師は慶応三年卯の八月中旬大阪に向かわれ福島屋長兵衛と言へる宿屋に逗留せられて潜に世の風雲を詠(なが)めておられたときに、広島より野村と言へる人が訪問して種々の相談を致され、早速帰国して長州へ赴くこととし宿料の支払いをなし、十一月の下旬和船に乗りこまるゝつもりにて荷物まで積み込ませられたのは二十五日のこと。明朝はいよいよ出船すということを船頭と約束なされ、そうして永々(ながなが)厄介になったからとて宿屋の家族などへ夫々(それぞれ)茶を呑ませて色々な噺(はなし)をしておられた。其処(そこ)へ備中から門弟の田邊重次郎なる者が尋ねてきたとある。ときに師の申さるゝよう「田邊。何だか少々気分が悪いから、背中をたたいてくれい。」との事故、田邊は命に従い背筋をトントンとたたいていた。スルと、師は何の苦痛もなく、そのまま眠るが如く寂然として遷化せられた。
ソコで、宿屋は申すに及ばず門弟田邊も途方にくれ「コレはまあどうしたらよいであろうか。とにかく、酒造家の三谷屋市兵衛様は、お師匠様の帰依家であるから通知をして何とか処置をつけて貰おう。

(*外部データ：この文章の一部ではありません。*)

//! Door/path selection record
//!
//! The user's chosen "door" plus the tier selections made alongside it.
//! Persisted once per selection and only ever read back for display.

use std::time::{SystemTime, UNIX_EPOCH};

use rand::Rng;
use serde::{Deserialize, Serialize};

use super::store::{KeyValueStore, load_json, save_json};
use super::PATH_KEY;
use crate::error::StorageError;

/// The three doors offered on the landing screen
#[derive(Debug, Clone, Copy, PartialEq, Eq, Hash, Serialize, Deserialize)]
#[serde(rename_all = "lowercase")]
pub enum Door {
    Forge,
    Scholar,
    Sage,
}

impl Door {
    pub const ALL: [Door; 3] = [Door::Forge, Door::Scholar, Door::Sage];

    pub fn id(&self) -> &'static str {
        match self {
            Door::Forge => "forge",
            Door::Scholar => "scholar",
            Door::Sage => "sage",
        }
    }

    pub fn name(&self) -> &'static str {
        match self {
            Door::Forge => "FORGE",
            Door::Scholar => "SCHOLAR",
            Door::Sage => "SAGE",
        }
    }

    pub fn description(&self) -> &'static str {
        match self {
            Door::Forge => "Raw power and instant creation",
            Door::Scholar => "Deep knowledge and wisdom",
            Door::Sage => "Consciousness and transcendence",
        }
    }

    /// Accent colour as hex
    pub fn color(&self) -> &'static str {
        match self {
            Door::Forge => "#ff6b35",
            Door::Scholar => "#4ecdc4",
            Door::Sage => "#45b7d1",
        }
    }
}

#[derive(Debug, Clone, Copy, PartialEq, Eq, Default, Serialize, Deserialize)]
#[serde(rename_all = "lowercase")]
pub enum HardwareTier {
    Low,
    #[default]
    Mid,
    High,
}

#[derive(Debug, Clone, Copy, PartialEq, Eq, Default, Serialize, Deserialize)]
#[serde(rename_all = "lowercase")]
pub enum BudgetTier {
    #[default]
    Free,
    Hobby,
    Pro,
}

#[derive(Debug, Clone, Copy, PartialEq, Eq, Default, Serialize, Deserialize)]
#[serde(rename_all = "lowercase")]
pub enum ExpertiseTier {
    #[default]
    Novice,
    Practitioner,
    Expert,
}

/// Tier choices that accompany a door
#[derive(Debug, Clone, Copy, PartialEq, Eq, Default, Serialize, Deserialize)]
#[serde(default)]
pub struct PathTiers {
    pub hardware: HardwareTier,
    pub budget: BudgetTier,
    pub expertise: ExpertiseTier,
}

/// Persisted path selection
#[derive(Debug, Clone, PartialEq, Eq, Serialize, Deserialize)]
pub struct PathSelection {
    pub door: Door,
    /// Generated display identity, e.g. `FORGE-3F9A`
    pub identity: String,
    pub hardware: HardwareTier,
    pub budget: BudgetTier,
    pub expertise: ExpertiseTier,
    /// Unix seconds
    pub selected_at: u64,
}

/// Record a door choice and persist it
pub fn select_path<S, R>(
    store: &S,
    door: Door,
    tiers: PathTiers,
    rng: &mut R,
) -> Result<PathSelection, StorageError>
where
    S: KeyValueStore + ?Sized,
    R: Rng,
{
    let selected_at = SystemTime::now()
        .duration_since(UNIX_EPOCH)
        .map(|d| d.as_secs())
        .unwrap_or(0);

    let selection = PathSelection {
        door,
        identity: generate_identity(door, rng),
        hardware: tiers.hardware,
        budget: tiers.budget,
        expertise: tiers.expertise,
        selected_at,
    };

    save_json(store, PATH_KEY, &selection)?;
    log::info!("Path selected: {} as {}", door.id(), selection.identity);
    Ok(selection)
}

/// Read the persisted selection; unreadable data counts as none
pub fn load_path<S: KeyValueStore + ?Sized>(store: &S) -> Option<PathSelection> {
    match load_json(store, PATH_KEY) {
        Ok(selection) => selection,
        Err(e) => {
            log::warn!("Failed to load path selection: {}", e);
            None
        }
    }
}

fn generate_identity<R: Rng>(door: Door, rng: &mut R) -> String {
    let tag: u16 = rng.gen();
    format!("{}-{:04X}", door.name(), tag)
}

#[cfg(test)]
mod tests {
    use super::*;
    use crate::storage::MemoryStore;
    use rand::SeedableRng;
    use rand::rngs::StdRng;

    #[test]
    fn test_select_and_load_path() {
        let store = MemoryStore::new();
        let mut rng = StdRng::seed_from_u64(7);
        assert!(load_path(&store).is_none());

        let tiers = PathTiers {
            hardware: HardwareTier::High,
            budget: BudgetTier::Pro,
            expertise: ExpertiseTier::Expert,
        };
        let chosen = select_path(&store, Door::Sage, tiers, &mut rng).unwrap();
        assert!(chosen.identity.starts_with("SAGE-"));
        assert_eq!(chosen.identity.len(), "SAGE-".len() + 4);

        let loaded = load_path(&store).unwrap();
        assert_eq!(loaded, chosen);
    }

    #[test]
    fn test_path_json_shape() {
        let store = MemoryStore::new();
        let mut rng = StdRng::seed_from_u64(1);
        select_path(&store, Door::Forge, PathTiers::default(), &mut rng).unwrap();

        let raw = store.get(PATH_KEY).unwrap().unwrap();
        let value: serde_json::Value = serde_json::from_str(&raw).unwrap();
        assert_eq!(value["door"], "forge");
        assert_eq!(value["hardware"], "mid");
        assert_eq!(value["budget"], "free");
        assert_eq!(value["expertise"], "novice");
        assert!(value["selected_at"].is_u64());
    }

    #[test]
    fn test_corrupt_path_is_ignored() {
        let store = MemoryStore::new();
        store.set(PATH_KEY, "\"forge\"").unwrap();
        assert!(load_path(&store).is_none());
    }
}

」とて老師の突然御遷化の事をを告げたところが、同家でも大いに驚き駈け来たって、それぞれ手配をなし、遺骸をば白木の櫃(ひつぎ)に納めて早速三谷屋に連れ帰り、三谷屋よりは中寺町禅林寺に頼み込み密葬の式を済ませ、そうして置いて済法寺へ通告した様子である。その時三谷と田邊とがいかに苦心したかは左の古文証にても推知せらるゝ。

差入申印證之事
一、備後尾道済法寺隠居物外和尚様拙宅にて長々御滞留之處今般御病気に御取合被成種々御介抱等申上候得共養生終に不被為相叶命終被遊候に付則御家来田邊様において殆ど途方に御暮被成候故 御尊寺様へ譯(わけ)て御願申上候 御宗法(ごしゅうほう)密葬御取計之程奉願上候處実正明白也 然る處格別の御法愛にて御宗法通り御境内へ御取置被為成下候段難有仕合に奉存候 然る上は右物外和尚様之儀に付向後如何程之儀到来候とも貴寺様へは毛頭御苦難相懸け申し間敷候為後日差入申證札如件

..慶応三卯霜月廿五日

........................................................................................................家来願人重次郎
.........................................................................................................引請人……三谷屋市兵衛

.禅林寺様 御知事


この三谷というは、同所四ツ橋と申す所にあったので師の遷化は同日申の刻と書き記してある。かくて密葬は禅林寺においてせられたので、その時の費用万端を記した帳簿までが今尚チャンと保存せられてある(済法寺に)
而して師の本葬は同年十二月十二日済法寺にて盛大に行われた様子。今に同寺にはその時の香奠帳から遺贈分配帳までが保存せられてある。
師は済法寺の中興にて九世にあたる。不遷はその號にて、物外はその諱である。師の兵法を不遷流と唱えたのはこの訳(わけ)にて、その兵法は実に師の天有(てんゆう)であったものと見える。嗚呼人命は実に無常仏陀が呼吸の間は在り仰せられたのは万代不磨(ばんだいふま)の金言である。師が客舎(かくしゃ)に於いて遷化せられしは、甚だ遺憾であったが、幸いなりしは途中の船中でなかったから、遺憾の中にも尚諦め安きの点がある。